#### Your task:
Go through the entries below. Copy each line in which "GenerationalTypeNode" appears.

#### Records shown:
--

mod determinism;
//! Integration tests for the generation engine

mod clean_and_locate;
mod config_integration;
mod dependent_builders;
mod full_build;
mod incremental;
mod test_utils;
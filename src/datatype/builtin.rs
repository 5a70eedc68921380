//! Builtin value datatypes shipped with the generator.

use crate::datatype::{DatatypeDescriptor, DatatypeProvider, LanguageVariant};

pub struct BuiltinDatatypes;

fn descriptor(datatype: &str, class_name: &str, value_of: &str, to_string: &str) -> DatatypeDescriptor {
    DatatypeDescriptor {
        datatype: datatype.to_string(),
        class_name: class_name.to_string(),
        value_of: value_of.to_string(),
        to_string: to_string.to_string(),
        null_expression: "null".to_string(),
        generic: false,
    }
}

impl DatatypeProvider for BuiltinDatatypes {
    fn name(&self) -> &str {
        "builtin"
    }

    fn descriptors(&self, variant: LanguageVariant) -> Vec<DatatypeDescriptor> {
        let mut descriptors = vec![
            descriptor("String", "java.lang.String", "{value}", "{value}"),
            descriptor(
                "Integer",
                "java.lang.Integer",
                "Integer.valueOf({value})",
                "{value}.toString()",
            ),
            descriptor(
                "Long",
                "java.lang.Long",
                "Long.valueOf({value})",
                "{value}.toString()",
            ),
            descriptor(
                "Boolean",
                "java.lang.Boolean",
                "Boolean.valueOf({value})",
                "{value}.toString()",
            ),
            descriptor(
                "Decimal",
                "java.math.BigDecimal",
                "new BigDecimal({value})",
                "{value}.toPlainString()",
            ),
            descriptor(
                "Money",
                "org.javamoney.moneta.Money",
                "Money.parse({value})",
                "{value}.toString()",
            ),
        ];

        descriptors.push(match variant {
            LanguageVariant::Java8 => descriptor(
                "Date",
                "java.time.LocalDate",
                "LocalDate.parse({value})",
                "{value}.toString()",
            ),
            LanguageVariant::Java5 => descriptor(
                "Date",
                "java.util.GregorianCalendar",
                "DateUtil.parseIsoDate({value})",
                "DateUtil.toIsoDate({value})",
            ),
        });

        descriptors
    }
}
//! Generator Model Node Tree
//!
//! Typed, immutable-once-built views of source objects. Every node is one
//! variant of a closed set of node kinds, picked by [`classify`] at the cache
//! boundary. Supertypes and generations are referenced by cache key only and
//! resolved through the [`ModelCache`](crate::cache::ModelCache) on demand.

mod classify;
pub(crate) mod construct;
mod resolve;

pub use classify::{classify, default_kind};
pub(crate) use construct::construct;
pub use resolve::{ResolvedAssociation, ResolvedAttribute, ResolvedColumn};

use crate::cache::ModelCache;
pub use crate::context::AspectNames;
use crate::context::{ContextId, GenerationContext};
use crate::diagnostics::Diagnostic;
use crate::error::ModelError;
use crate::source::{EnumValueDef, ModelStore, SourceObject};
use crate::types::StableId;
use chrono::NaiveDate;
use resolve::Resolved;
use serde::{Deserialize, Serialize};
use std::fmt;
use std::sync::{Arc, OnceLock};

/// Requested view of a source object
#[derive(Debug, Clone, Copy, PartialEq, Eq, Hash, PartialOrd, Ord, Serialize, Deserialize)]
#[serde(rename_all = "kebab-case")]
pub enum NodeKind {
    /// Policy or product type, generations ignored
    Type,
    /// Product type with explicit time generations
    GenerationalType,
    Generation,
    Table,
    Enum,
}

impl fmt::Display for NodeKind {
    fn fmt(&self, f: &mut fmt::Formatter<'_>) -> fmt::Result {
        let s = match self {
            NodeKind::Type => "type",
            NodeKind::GenerationalType => "type with generations",
            NodeKind::Generation => "generation",
            NodeKind::Table => "table",
            NodeKind::Enum => "enum",
        };
        f.write_str(s)
    }
}

/// Published interface or implementation form of a generated type
#[derive(Debug, Clone, Copy, PartialEq, Eq, Hash)]
pub enum Aspect {
    Interface,
    Implementation,
}

/// Cache key: (source identity, requested kind, context identity)
#[derive(Debug, Clone, Copy, PartialEq, Eq, Hash, PartialOrd, Ord)]
pub struct CacheKey {
    pub source: StableId,
    pub kind: NodeKind,
    pub context: ContextId,
}

/// Lookup reference to the supertype's node
#[derive(Debug, Clone)]
pub struct SupertypeRef {
    pub key: CacheKey,
    pub qualified_name: String,
    pub names: AspectNames,
}

/// Lookup reference to one time generation of a generational type
#[derive(Debug, Clone)]
pub struct GenerationRef {
    pub key: CacheKey,
    pub valid_from: NaiveDate,
}

#[derive(Debug, Clone)]
pub struct TypeNode {
    pub is_abstract: bool,
    /// Names of the configuring product type / configured policy type
    pub configuration_link: Option<AspectNames>,
}

#[derive(Debug, Clone)]
pub struct GenerationalTypeNode {
    pub ty: TypeNode,
    pub generations: Vec<GenerationRef>,
}

#[derive(Debug, Clone)]
pub struct GenerationNode {
    pub owner: CacheKey,
    pub owner_name: String,
    pub valid_from: NaiveDate,
    /// `yyyymmdd`, used in class and file names
    pub date_suffix: String,
}

#[derive(Debug, Clone)]
pub struct TableNode {
    /// Simple name of the generated row class
    pub row_class: String,
    pub unique_keys: Vec<Vec<String>>,
}

#[derive(Debug, Clone)]
pub struct EnumNode {
    pub values: Vec<EnumValueDef>,
}

/// Variant payload of a node
#[derive(Debug, Clone)]
pub enum NodeBody {
    Type(TypeNode),
    GenerationalType(GenerationalTypeNode),
    Generation(GenerationNode),
    Table(TableNode),
    Enum(EnumNode),
}

/// Generator model node for one source object, one kind and one context
pub struct ModelNode {
    key: CacheKey,
    source: Arc<SourceObject>,
    /// Object declaring the attributes (the owner, for generations)
    declaring: Arc<SourceObject>,
    context: Arc<GenerationContext>,
    store: Arc<dyn ModelStore>,
    names: AspectNames,
    supertype: Option<SupertypeRef>,
    body: NodeBody,
    resolved: OnceLock<Resolved>,
}

impl fmt::Debug for ModelNode {
    fn fmt(&self, f: &mut fmt::Formatter<'_>) -> fmt::Result {
        f.debug_struct("ModelNode")
            .field("key", &self.key)
            .field("source", &self.source.qualified_name())
            .field("names", &self.names)
            .finish()
    }
}

impl ModelNode {
    pub fn key(&self) -> &CacheKey {
        &self.key
    }

    pub fn kind(&self) -> NodeKind {
        self.key.kind
    }

    pub fn source(&self) -> &Arc<SourceObject> {
        &self.source
    }

    pub fn context(&self) -> &Arc<GenerationContext> {
        &self.context
    }

    pub fn body(&self) -> &NodeBody {
        &self.body
    }

    pub fn names(&self) -> &AspectNames {
        &self.names
    }

    /// Qualified target name under the given aspect.
    ///
    /// With published interfaces disabled the interface aspect is the
    /// implementation name.
    pub fn qualified_name(&self, aspect: Aspect) -> &str {
        match aspect {
            Aspect::Interface => &self.names.interface,
            Aspect::Implementation => &self.names.implementation,
        }
    }

    pub fn simple_name(&self, aspect: Aspect) -> &str {
        let name = self.qualified_name(aspect);
        name.rsplit('.').next().unwrap_or(name)
    }

    pub fn package(&self, aspect: Aspect) -> &str {
        let name = self.qualified_name(aspect);
        name.rfind('.').map_or("", |idx| &name[..idx])
    }

    pub fn supertype(&self) -> Option<&SupertypeRef> {
        self.supertype.as_ref()
    }

    pub fn parent_key(&self) -> Option<&CacheKey> {
        self.supertype.as_ref().map(|s| &s.key)
    }

    /// Supertype node, looked up through the cache. `None` without supertype.
    pub fn parent_node(&self, cache: &ModelCache) -> Result<Option<Arc<ModelNode>>, ModelError> {
        match &self.supertype {
            Some(supertype) => cache
                .resolve_key(&supertype.key, &self.context)
                .map(Some),
            None => Ok(None),
        }
    }

    /// Generation references (empty unless this is a generational type).
    pub fn generations(&self) -> &[GenerationRef] {
        match &self.body {
            NodeBody::GenerationalType(node) => &node.generations,
            _ => &[],
        }
    }

    /// Generation sub-nodes, each cached under the generation's own identity.
    pub fn generation_nodes(&self, cache: &ModelCache) -> Result<Vec<Arc<ModelNode>>, ModelError> {
        self.generations()
            .iter()
            .map(|generation| cache.resolve_key(&generation.key, &self.context))
            .collect()
    }

    pub fn resolved_attributes(&self) -> &[ResolvedAttribute] {
        &self.resolved().attributes
    }

    pub fn resolved_columns(&self) -> &[ResolvedColumn] {
        &self.resolved().columns
    }

    pub fn resolved_associations(&self) -> &[ResolvedAssociation] {
        &self.resolved().associations
    }

    /// Node-local diagnostics (unresolved datatypes and references).
    pub fn diagnostics(&self) -> &[Diagnostic] {
        &self.resolved().diagnostics
    }

    fn resolved(&self) -> &Resolved {
        self.resolved.get_or_init(|| {
            resolve::resolve(
                &self.declaring,
                &self.body,
                &self.context,
                self.store.as_ref(),
            )
        })
    }
}
//! Enum type builder.

use crate::builder::java::{package_dir, source_path, string_literal, JavaFile};
use crate::builder::{ArtefactBuilder, BuildScope, BuilderOutput, ENUM};
use crate::context::GenerationContext;
use crate::emit::{Artifact, ArtifactPrefix};
use crate::error::BuildError;
use crate::node::{Aspect, ModelNode, NodeBody, NodeKind};
use crate::source::{split_qualified_name, DeletedObject, EnumValueDef, SourceKind, SourceObject};
use std::sync::Arc;

pub struct EnumBuilder;

impl EnumBuilder {
    fn constant(context: &GenerationContext, value: &EnumValueDef) -> String {
        let name = context.naming().constant_name(&value.id);
        match name.chars().next() {
            Some(c) if c.is_ascii_alphabetic() || c == '_' => name,
            _ => format!("V_{}", name),
        }
    }

    fn render(&self, context: &GenerationContext, node: &ModelNode, values: &[EnumValueDef]) -> String {
        let package = node.package(Aspect::Implementation).to_string();
        let simple = node.simple_name(Aspect::Implementation).to_string();
        let mut file = JavaFile::new(context, &package, node.source().qualified_name());
        let attributes = node.resolved_attributes();

        for annotation in file.type_annotations() {
            file.body.line(annotation);
        }
        file.body.open(format!("public enum {}", simple));

        for (index, value) in values.iter().enumerate() {
            let mut args = vec![string_literal(&value.id)];
            for attribute in attributes {
                let arg = match value.literals.get(&attribute.def.name) {
                    Some(literal) => {
                        file.import(&attribute.descriptor.class_name);
                        attribute.descriptor.value_of_expr(&string_literal(literal))
                    }
                    None => attribute.descriptor.null_expression.clone(),
                };
                args.push(arg);
            }
            let terminator = if index + 1 == values.len() { ";" } else { "," };
            file.body.line(format!(
                "{}({}){}",
                Self::constant(context, value),
                args.join(", "),
                terminator
            ));
        }
        if values.is_empty() {
            file.body.line(";");
        }
        file.body.blank();

        file.body.line("private final String id;");
        for attribute in attributes {
            let class = file.import(&attribute.descriptor.class_name);
            file.body
                .line(format!("private final {} {};", class, attribute.field));
        }
        file.body.blank();

        let mut params = vec!["String id".to_string()];
        params.extend(
            attributes
                .iter()
                .map(|a| format!("{} {}", a.descriptor.simple_class_name(), a.field)),
        );
        file.body
            .open(format!("{}({})", simple, params.join(", ")))
            .line("this.id = id;");
        for attribute in attributes {
            file.body.line(format!("this.{f} = {f};", f = attribute.field));
        }
        file.body.close().blank();

        file.body
            .open("public String getId()")
            .line("return id;")
            .close()
            .blank();
        for attribute in attributes {
            file.body
                .open(format!(
                    "public {} {}()",
                    attribute.descriptor.simple_class_name(),
                    attribute.getter
                ))
                .line(format!("return {};", attribute.field))
                .close()
                .blank();
        }

        file.body
            .open(format!("public static {} getValueById(String id)", simple))
            .open(format!("for ({} value : values())", simple))
            .open("if (value.id.equals(id))")
            .line("return value;")
            .close()
            .close()
            .line("return null;")
            .close();

        file.body.close();
        file.render()
    }
}

impl ArtefactBuilder for EnumBuilder {
    fn id(&self) -> &'static str {
        ENUM
    }

    fn accepts(&self, kind: SourceKind) -> bool {
        kind == SourceKind::EnumType
    }

    fn is_internal(&self) -> bool {
        false
    }

    fn build(
        &self,
        scope: &mut BuildScope<'_>,
        object: &Arc<SourceObject>,
    ) -> Result<Vec<Artifact>, BuildError> {
        let node = scope.node(object, NodeKind::Enum)?;
        let values = match node.body() {
            NodeBody::Enum(body) => body.values.clone(),
            _ => {
                return Err(BuildError::execution(
                    ENUM,
                    object.qualified_name(),
                    "not an enum node",
                ))
            }
        };
        let path = source_path(node.qualified_name(Aspect::Implementation));
        let content = self.render(scope.context, &node, &values);
        scope.outputs.publish(
            ENUM,
            object.id(),
            BuilderOutput {
                names: node.names().clone(),
                paths: vec![path.clone()],
            },
        );
        Ok(vec![Artifact {
            path,
            content,
            derived: self.is_derived(),
            builder: self.id().to_string(),
            source: Some(object.id()),
        }])
    }

    fn delete(&self, context: &GenerationContext, object: &DeletedObject) -> Vec<ArtifactPrefix> {
        if object.kind != SourceKind::EnumType {
            return Vec::new();
        }
        let (package, simple) = split_qualified_name(&object.qualified_name);
        vec![ArtifactPrefix::exact(
            package_dir(&context.target_package(package)),
            simple,
        )]
    }
}
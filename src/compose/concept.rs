//! Concepts: pure capability descriptors.
//!
//! A concept declares methods (optionally with a default body) and
//! store-backed properties. Properties expand into generated accessor methods:
//! `name()` / `set_name(value)` for functional properties and the list-valued
//! equivalents for collections.

use std::{fmt, sync::Arc};

use oxrdf::NamedNode;

use super::message::{Handler, Message};
use crate::{
    model::{TypeKey, Value, ValueKind},
    Result,
};

/// Method identity used for dispatch: name plus parameter kinds.
///
/// Two declarations that differ only in their return kind share one erased
/// signature and therefore one implementation.
#[derive(Clone, Debug, PartialEq, Eq, Hash, PartialOrd, Ord)]
pub struct ErasedSignature {
    pub name: String,
    pub params: Vec<ValueKind>,
}

impl fmt::Display for ErasedSignature {
    fn fmt(&self, f: &mut fmt::Formatter<'_>) -> fmt::Result {
        write!(f, "{}(", self.name)?;
        for (index, param) in self.params.iter().enumerate() {
            if index > 0 {
                f.write_str(", ")?;
            }
            write!(f, "{param}")?;
        }
        f.write_str(")")
    }
}

/// Full method signature as declared by a concept.
#[derive(Clone, Debug, PartialEq, Eq, Hash)]
pub struct Signature {
    name: String,
    params: Vec<ValueKind>,
    returns: ValueKind,
}

impl Signature {
    /// A method without parameters returning `Null`.
    #[must_use]
    pub fn new(name: impl Into<String>) -> Self {
        Self {
            name: name.into(),
            params: Vec::new(),
            returns: ValueKind::Null,
        }
    }

    #[must_use]
    pub fn param(mut self, kind: ValueKind) -> Self {
        self.params.push(kind);
        self
    }

    #[must_use]
    pub fn returns(mut self, kind: ValueKind) -> Self {
        self.returns = kind;
        self
    }

    #[must_use]
    pub fn name(&self) -> &str {
        &self.name
    }

    #[must_use]
    pub fn params(&self) -> &[ValueKind] {
        &self.params
    }

    #[must_use]
    pub fn return_kind(&self) -> &ValueKind {
        &self.returns
    }

    #[must_use]
    pub fn erased(&self) -> ErasedSignature {
        ErasedSignature {
            name: self.name.clone(),
            params: self.params.clone(),
        }
    }

    /// Whether `args` can be passed to this signature.
    #[must_use]
    pub fn accepts(&self, args: &[Value]) -> bool {
        self.params.len() == args.len()
            && self
                .params
                .iter()
                .zip(args)
                .all(|(kind, arg)| kind.accepts(arg))
    }
}

impl fmt::Display for Signature {
    fn fmt(&self, f: &mut fmt::Formatter<'_>) -> fmt::Result {
        write!(f, "{} -> {}", self.erased(), self.returns)
    }
}

/// How a property is laid out in the store.
#[derive(Clone, Debug, PartialEq, Eq)]
pub enum PropertyLayout {
    /// Zero or one value.
    Functional,
    /// Unordered set of values.
    Collection,
    /// Resources linked by pairwise precedes facts.
    Ordered,
    /// Language-tagged text; reads pick the best match for the session locale.
    Localized,
}

/// Store-backed property of a concept.
#[derive(Clone, Debug, PartialEq, Eq)]
pub struct PropertyDecl {
    name: String,
    predicate: NamedNode,
    range: ValueKind,
    datatype: Option<NamedNode>,
    layout: PropertyLayout,
}

impl PropertyDecl {
    /// A functional property with an unconstrained range.
    #[must_use]
    pub fn new(name: impl Into<String>, predicate: NamedNode) -> Self {
        Self {
            name: name.into(),
            predicate,
            range: ValueKind::Any,
            datatype: None,
            layout: PropertyLayout::Functional,
        }
    }

    #[must_use]
    pub fn range(mut self, range: ValueKind) -> Self {
        self.range = range;
        self
    }

    /// Literal datatype written for this property; requires a converter.
    #[must_use]
    pub fn datatype(mut self, datatype: NamedNode) -> Self {
        self.datatype = Some(datatype);
        self
    }

    #[must_use]
    pub fn collection(mut self) -> Self {
        self.layout = PropertyLayout::Collection;
        self
    }

    #[must_use]
    pub fn ordered(mut self) -> Self {
        self.layout = PropertyLayout::Ordered;
        self
    }

    #[must_use]
    pub fn localized(mut self) -> Self {
        self.layout = PropertyLayout::Localized;
        self.range = ValueKind::Text;
        self
    }

    #[must_use]
    pub fn name(&self) -> &str {
        &self.name
    }

    #[must_use]
    pub fn predicate(&self) -> &NamedNode {
        &self.predicate
    }

    #[must_use]
    pub fn range_kind(&self) -> &ValueKind {
        &self.range
    }

    #[must_use]
    pub fn datatype_node(&self) -> Option<&NamedNode> {
        self.datatype.as_ref()
    }

    #[must_use]
    pub fn layout(&self) -> &PropertyLayout {
        &self.layout
    }

    /// Kind exchanged by the generated accessors.
    #[must_use]
    pub fn value_kind(&self) -> ValueKind {
        match self.layout {
            PropertyLayout::Functional | PropertyLayout::Localized => self.range.clone(),
            PropertyLayout::Collection | PropertyLayout::Ordered => {
                ValueKind::list(self.range.clone())
            }
        }
    }

    #[must_use]
    pub fn getter(&self) -> Signature {
        Signature::new(self.name.clone()).returns(self.value_kind())
    }

    #[must_use]
    pub fn setter(&self) -> Signature {
        Signature::new(format!("set_{}", self.name)).param(self.value_kind())
    }
}

/// Direction of a generated property accessor.
#[derive(Clone, Copy, Debug, PartialEq, Eq)]
pub enum Access {
    Get,
    Set,
}

/// A method declared by a concept.
#[derive(Clone)]
pub struct MethodDecl {
    signature: Signature,
    default: Option<Handler>,
    accessor: Option<(PropertyDecl, Access)>,
}

impl MethodDecl {
    #[must_use]
    pub fn signature(&self) -> &Signature {
        &self.signature
    }

    #[must_use]
    pub fn default_handler(&self) -> Option<&Handler> {
        self.default.as_ref()
    }

    #[must_use]
    pub fn accessor(&self) -> Option<(&PropertyDecl, Access)> {
        self.accessor
            .as_ref()
            .map(|(property, access)| (property, *access))
    }
}

impl fmt::Debug for MethodDecl {
    fn fmt(&self, f: &mut fmt::Formatter<'_>) -> fmt::Result {
        f.debug_struct("MethodDecl")
            .field("signature", &self.signature)
            .field("default", &self.default.is_some())
            .field("accessor", &self.accessor)
            .finish()
    }
}

/// Named capability descriptor: methods and properties, no data.
#[derive(Clone, Debug)]
pub struct Concept {
    name: String,
    rdf_type: Option<TypeKey>,
    supertypes: Vec<String>,
    methods: Vec<MethodDecl>,
    properties: Vec<PropertyDecl>,
}

impl Concept {
    #[must_use]
    pub fn builder(name: impl Into<String>) -> ConceptBuilder {
        ConceptBuilder {
            concept: Self {
                name: name.into(),
                rdf_type: None,
                supertypes: Vec::new(),
                methods: Vec::new(),
                properties: Vec::new(),
            },
        }
    }

    #[must_use]
    pub fn name(&self) -> &str {
        &self.name
    }

    #[must_use]
    pub fn rdf_type(&self) -> Option<&TypeKey> {
        self.rdf_type.as_ref()
    }

    /// Direct supertypes, by concept name.
    #[must_use]
    pub fn supertypes(&self) -> &[String] {
        &self.supertypes
    }

    /// Declared methods followed by the generated property accessors.
    #[must_use]
    pub fn methods(&self) -> &[MethodDecl] {
        &self.methods
    }

    #[must_use]
    pub fn properties(&self) -> &[PropertyDecl] {
        &self.properties
    }
}

pub struct ConceptBuilder {
    concept: Concept,
}

impl ConceptBuilder {
    /// RDF class the concept is bound to when registered without a key.
    #[must_use]
    pub fn rdf_type(mut self, key: impl Into<TypeKey>) -> Self {
        self.concept.rdf_type = Some(key.into());
        self
    }

    #[must_use]
    pub fn extends(mut self, supertype: impl Into<String>) -> Self {
        self.concept.supertypes.push(supertype.into());
        self
    }

    /// Declares an abstract method.
    #[must_use]
    pub fn method(mut self, signature: Signature) -> Self {
        self.concept.methods.push(MethodDecl {
            signature,
            default: None,
            accessor: None,
        });
        self
    }

    /// Declares a method with a default body, used when no behaviour
    /// implements it.
    #[must_use]
    pub fn method_with_default<F>(mut self, signature: Signature, body: F) -> Self
    where
        F: Fn(&Message<'_>) -> Result<Value> + Send + Sync + 'static,
    {
        self.concept.methods.push(MethodDecl {
            signature,
            default: Some(Arc::new(body)),
            accessor: None,
        });
        self
    }

    /// Declares a store-backed property and its accessors.
    #[must_use]
    pub fn property(mut self, property: PropertyDecl) -> Self {
        for (signature, access) in [
            (property.getter(), Access::Get),
            (property.setter(), Access::Set),
        ] {
            self.concept.methods.push(MethodDecl {
                signature,
                default: None,
                accessor: Some((property.clone(), access)),
            });
        }
        self.concept.properties.push(property);
        self
    }

    #[must_use]
    pub fn build(self) -> Concept {
        self.concept
    }
}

--

#### Expected answer:
pub struct GenerationalTypeNode {
    GenerationalType(GenerationalTypeNode),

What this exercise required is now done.